Problem requirements ▸ All of the data below is to be output exactly as written.

(Collected data)
---

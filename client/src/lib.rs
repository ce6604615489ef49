//! # storefront-client
//!
//! Leptos + WASM frontend for the game storefront: catalog browsing, game
//! detail pages, an admin dashboard, and friends/profile pages behind a
//! cookie-backed session.
//!
//! This crate contains pages, components, the session store and bootstrap
//! sequencer, route guards, and the REST client. The `ssr` build is linked
//! into the host binary for server rendering; the `hydrate` build is the
//! browser bundle.

pub mod app;
pub mod components;
pub mod net;
pub mod pages;
pub mod state;
pub mod util;

/// Browser entry point: install logging and hydrate the server-rendered body.
#[cfg(feature = "hydrate")]
#[wasm_bindgen::prelude::wasm_bindgen]
pub fn hydrate() {
    console_error_panic_hook::set_once();
    // Fails only if a logger is already installed.
    let _ = console_log::init_with_level(log::Level::Debug);
    leptos::mount::hydrate_body(app::App);
}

---

Reply to the exercise ▸
filename client/src/lib.rs
repository ce6604615489ef49
//! # storefront-client
//!
//! Leptos + WASM frontend for the game storefront: catalog browsing, game
//! detail pages, an admin dashboard, and friends/profile pages behind a
//! cookie-backed session.
//!
//! This crate contains pages, components, the session store and bootstrap
//! sequencer, route guards, and the REST client. The `ssr` build is linked
//! into the host binary for server rendering; the `hydrate` build is the
//! browser bundle.

pub mod app;
pub mod components;
pub mod net;
pub mod pages;
pub mod state;
pub mod util;

/// Browser entry point: install logging and hydrate the server-rendered body.
#[cfg(feature = "hydrate")]
#[wasm_bindgen::prelude::wasm_bindgen]
pub fn hydrate() {
    console_error_panic_hook::set_once();
    // Fails only if a logger is already installed.
    let _ = console_log::init_with_level(log::Level::Debug);
    leptos::mount::hydrate_body(app::App);
}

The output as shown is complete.